> To do: Word for word, retype every line of the data.

> Dataset excerpts:
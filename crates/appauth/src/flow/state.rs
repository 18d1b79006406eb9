//! Per-attempt flow state and the single-flight slot

use std::fmt;

use chrono::{DateTime, Utc};
use parking_lot::Mutex;
use tokio_util::sync::CancellationToken;
use tracing::debug;

use crate::config::ClientConfiguration;
use crate::error::{AppAuthError, Result};
use crate::pkce::{PkceContext, new_nonce, new_state};
use crate::types::AuthorizationResult;

/// Where the orchestrator is in the authorization-code flow
#[derive(Debug, Clone, Copy, PartialEq, Eq, Hash)]
pub enum FlowPhase {
    /// Nothing outstanding
    Idle,
    /// The external agent is showing the provider
    AwaitingRedirect,
    /// The code is being exchanged for tokens
    ExchangingCode,
    /// The last attempt succeeded
    Completed,
    /// The last attempt failed
    Failed,
}

impl FlowPhase {
    /// Whether an attempt is outstanding
    pub fn is_active(self) -> bool {
        matches!(self, Self::AwaitingRedirect | Self::ExchangingCode)
    }
}

/// Secrets bound to one authorization attempt
///
/// Created when the authorization URL is built and dropped when the attempt
/// ends, however it ends.
#[derive(Clone)]
pub struct FlowState {
    /// CSRF state sent with the request
    pub state: String,
    /// OpenID nonce, when enabled
    pub nonce: Option<String>,
    /// PKCE material, when enabled
    pub pkce: Option<PkceContext>,
    /// When the attempt started
    pub requested_at: DateTime<Utc>,
}

impl FlowState {
    /// Fresh state, plus PKCE and nonce when enabled
    pub fn new(use_pkce: bool, use_nonce: bool) -> Self {
        Self {
            state: new_state(),
            nonce: use_nonce.then(new_nonce),
            pkce: use_pkce.then(PkceContext::generate),
            requested_at: Utc::now(),
        }
    }
}

impl fmt::Debug for FlowState {
    fn fmt(&self, f: &mut fmt::Formatter<'_>) -> fmt::Result {
        f.debug_struct("FlowState")
            .field("state", &self.state)
            .field("nonce", &self.nonce.as_ref().map(|_| "[REDACTED]"))
            .field("pkce", &self.pkce)
            .field("requested_at", &self.requested_at)
            .finish()
    }
}

/// What `only_token_exchange` needs from a preceding `only_authorize`
///
/// The configuration is kept without its client secret.
#[derive(Clone)]
pub(crate) struct PendingExchange {
    pub(crate) config: ClientConfiguration,
    pub(crate) authorization: AuthorizationResult,
}

#[derive(Default)]
struct SlotInner {
    phase: Option<FlowPhase>,
    attempt: Option<u64>,
    next_attempt: u64,
    cancel: Option<CancellationToken>,
    pending: Option<PendingExchange>,
}

/// Holds the one outstanding attempt of an orchestrator
#[derive(Default)]
pub(crate) struct FlowSlot {
    inner: Mutex<SlotInner>,
}

impl FlowSlot {
    pub(crate) fn phase(&self) -> FlowPhase {
        self.inner.lock().phase.unwrap_or(FlowPhase::Idle)
    }

    /// Claim the slot for a new attempt starting in `phase`
    pub(crate) fn begin(&self, phase: FlowPhase) -> Result<Attempt<'_>> {
        let mut inner = self.inner.lock();
        if inner.attempt.is_some() {
            return Err(AppAuthError::FlowInProgress);
        }

        inner.next_attempt += 1;
        let id = inner.next_attempt;
        let cancel = CancellationToken::new();
        inner.attempt = Some(id);
        inner.cancel = Some(cancel.clone());
        inner.phase = Some(phase);
        debug!(attempt = id, ?phase, "flow attempt started");

        Ok(Attempt {
            slot: self,
            id,
            cancel,
            finished: false,
        })
    }

    /// Cancel the outstanding attempt, if any
    pub(crate) fn abort(&self) -> bool {
        match &self.inner.lock().cancel {
            Some(cancel) => {
                cancel.cancel();
                true
            }
            None => false,
        }
    }

    pub(crate) fn store_pending(&self, pending: PendingExchange) {
        self.inner.lock().pending = Some(pending);
    }

    pub(crate) fn take_pending(&self) -> Option<PendingExchange> {
        self.inner.lock().pending.take()
    }

    fn release(&self, id: u64, phase: FlowPhase) {
        let mut inner = self.inner.lock();
        if inner.attempt == Some(id) {
            inner.attempt = None;
            inner.cancel = None;
            inner.phase = Some(phase);
            debug!(attempt = id, ?phase, "flow attempt ended");
        }
    }
}

/// Exclusive claim on a [`FlowSlot`]
///
/// Dropping an unfinished attempt returns the slot to `Idle`.
pub(crate) struct Attempt<'a> {
    slot: &'a FlowSlot,
    id: u64,
    cancel: CancellationToken,
    finished: bool,
}

impl Attempt<'_> {
    pub(crate) fn cancellation(&self) -> CancellationToken {
        self.cancel.clone()
    }

    pub(crate) fn advance(&self, phase: FlowPhase) {
        let mut inner = self.slot.inner.lock();
        if inner.attempt == Some(self.id) {
            debug!(attempt = self.id, ?phase, "flow phase changed");
            inner.phase = Some(phase);
        }
    }

    /// End the attempt, recording the phase its outcome implies
    pub(crate) fn finish<T>(mut self, outcome: &Result<T>) {
        let phase = match outcome {
            Ok(_) => FlowPhase::Completed,
            Err(AppAuthError::UserCancelled) => FlowPhase::Idle,
            Err(_) => FlowPhase::Failed,
        };
        self.finished = true;
        self.slot.release(self.id, phase);
    }
}

impl Drop for Attempt<'_> {
    fn drop(&mut self) {
        if !self.finished {
            self.slot.release(self.id, FlowPhase::Idle);
        }
    }
}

> Answer section:
filename crates/appauth/src/flow/state.rs
repository 18d1b79006406eb9
//! Per-attempt flow state and the single-flight slot

use std::fmt;

use chrono::{DateTime, Utc};
use parking_lot::Mutex;
use tokio_util::sync::CancellationToken;
use tracing::debug;

use crate::config::ClientConfiguration;
use crate::error::{AppAuthError, Result};
use crate::pkce::{PkceContext, new_nonce, new_state};
use crate::types::AuthorizationResult;

/// Where the orchestrator is in the authorization-code flow
#[derive(Debug, Clone, Copy, PartialEq, Eq, Hash)]
pub enum FlowPhase {
    /// Nothing outstanding
    Idle,
    /// The external agent is showing the provider
    AwaitingRedirect,
    /// The code is being exchanged for tokens
    ExchangingCode,
    /// The last attempt succeeded
    Completed,
    /// The last attempt failed
    Failed,
}

impl FlowPhase {
    /// Whether an attempt is outstanding
    pub fn is_active(self) -> bool {
        matches!(self, Self::AwaitingRedirect | Self::ExchangingCode)
    }
}

/// Secrets bound to one authorization attempt
///
/// Created when the authorization URL is built and dropped when the attempt
/// ends, however it ends.
#[derive(Clone)]
pub struct FlowState {
    /// CSRF state sent with the request
    pub state: String,
    /// OpenID nonce, when enabled
    pub nonce: Option<String>,
    /// PKCE material, when enabled
    pub pkce: Option<PkceContext>,
    /// When the attempt started
    pub requested_at: DateTime<Utc>,
}

impl FlowState {
    /// Fresh state, plus PKCE and nonce when enabled
    pub fn new(use_pkce: bool, use_nonce: bool) -> Self {
        Self {
            state: new_state(),
            nonce: use_nonce.then(new_nonce),
            pkce: use_pkce.then(PkceContext::generate),
            requested_at: Utc::now(),
        }
    }
}

impl fmt::Debug for FlowState {
    fn fmt(&self, f: &mut fmt::Formatter<'_>) -> fmt::Result {
        f.debug_struct("FlowState")
            .field("state", &self.state)
            .field("nonce", &self.nonce.as_ref().map(|_| "[REDACTED]"))
            .field("pkce", &self.pkce)
            .field("requested_at", &self.requested_at)
            .finish()
    }
}

/// What `only_token_exchange` needs from a preceding `only_authorize`
///
/// The configuration is kept without its client secret.
#[derive(Clone)]
pub(crate) struct PendingExchange {
    pub(crate) config: ClientConfiguration,
    pub(crate) authorization: AuthorizationResult,
}

#[derive(Default)]
struct SlotInner {
    phase: Option<FlowPhase>,
    attempt: Option<u64>,
    next_attempt: u64,
    cancel: Option<CancellationToken>,
    pending: Option<PendingExchange>,
}

/// Holds the one outstanding attempt of an orchestrator
#[derive(Default)]
pub(crate) struct FlowSlot {
    inner: Mutex<SlotInner>,
}

impl FlowSlot {
    pub(crate) fn phase(&self) -> FlowPhase {
        self.inner.lock().phase.unwrap_or(FlowPhase::Idle)
    }

    /// Claim the slot for a new attempt starting in `phase`
    pub(crate) fn begin(&self, phase: FlowPhase) -> Result<Attempt<'_>> {
        let mut inner = self.inner.lock();
        if inner.attempt.is_some() {
            return Err(AppAuthError::FlowInProgress);
        }

        inner.next_attempt += 1;
        let id = inner.next_attempt;
        let cancel = CancellationToken::new();
        inner.attempt = Some(id);
        inner.cancel = Some(cancel.clone());
        inner.phase = Some(phase);
        debug!(attempt = id, ?phase, "flow attempt started");

        Ok(Attempt {
            slot: self,
            id,
            cancel,
            finished: false,
        })
    }

    /// Cancel the outstanding attempt, if any
    pub(crate) fn abort(&self) -> bool {
        match &self.inner.lock().cancel {
            Some(cancel) => {
                cancel.cancel();
                true
            }
            None => false,
        }
    }

    pub(crate) fn store_pending(&self, pending: PendingExchange) {
        self.inner.lock().pending = Some(pending);
    }

    pub(crate) fn take_pending(&self) -> Option<PendingExchange> {
        self.inner.lock().pending.take()
    }

    fn release(&self, id: u64, phase: FlowPhase) {
        let mut inner = self.inner.lock();
        if inner.attempt == Some(id) {
            inner.attempt = None;
            inner.cancel = None;
            inner.phase = Some(phase);
            debug!(attempt = id, ?phase, "flow attempt ended");
        }
    }
}

/// Exclusive claim on a [`FlowSlot`]
///
/// Dropping an unfinished attempt returns the slot to `Idle`.
pub(crate) struct Attempt<'a> {
    slot: &'a FlowSlot,
    id: u64,
    cancel: CancellationToken,
    finished: bool,
}

impl Attempt<'_> {
    pub(crate) fn cancellation(&self) -> CancellationToken {
        self.cancel.clone()
    }

    pub(crate) fn advance(&self, phase: FlowPhase) {
        let mut inner = self.slot.inner.lock();
        if inner.attempt == Some(self.id) {
            debug!(attempt = self.id, ?phase, "flow phase changed");
            inner.phase = Some(phase);
        }
    }

    /// End the attempt, recording the phase its outcome implies
    pub(crate) fn finish<T>(mut self, outcome: &Result<T>) {
        let phase = match outcome {
            Ok(_) => FlowPhase::Completed,
            Err(AppAuthError::UserCancelled) => FlowPhase::Idle,
            Err(_) => FlowPhase::Failed,
        };
        self.finished = true;
        self.slot.release(self.id, phase);
    }
}

impl Drop for Attempt<'_> {
    fn drop(&mut self) {
        if !self.finished {
            self.slot.release(self.id, FlowPhase::Idle);
        }
    }
}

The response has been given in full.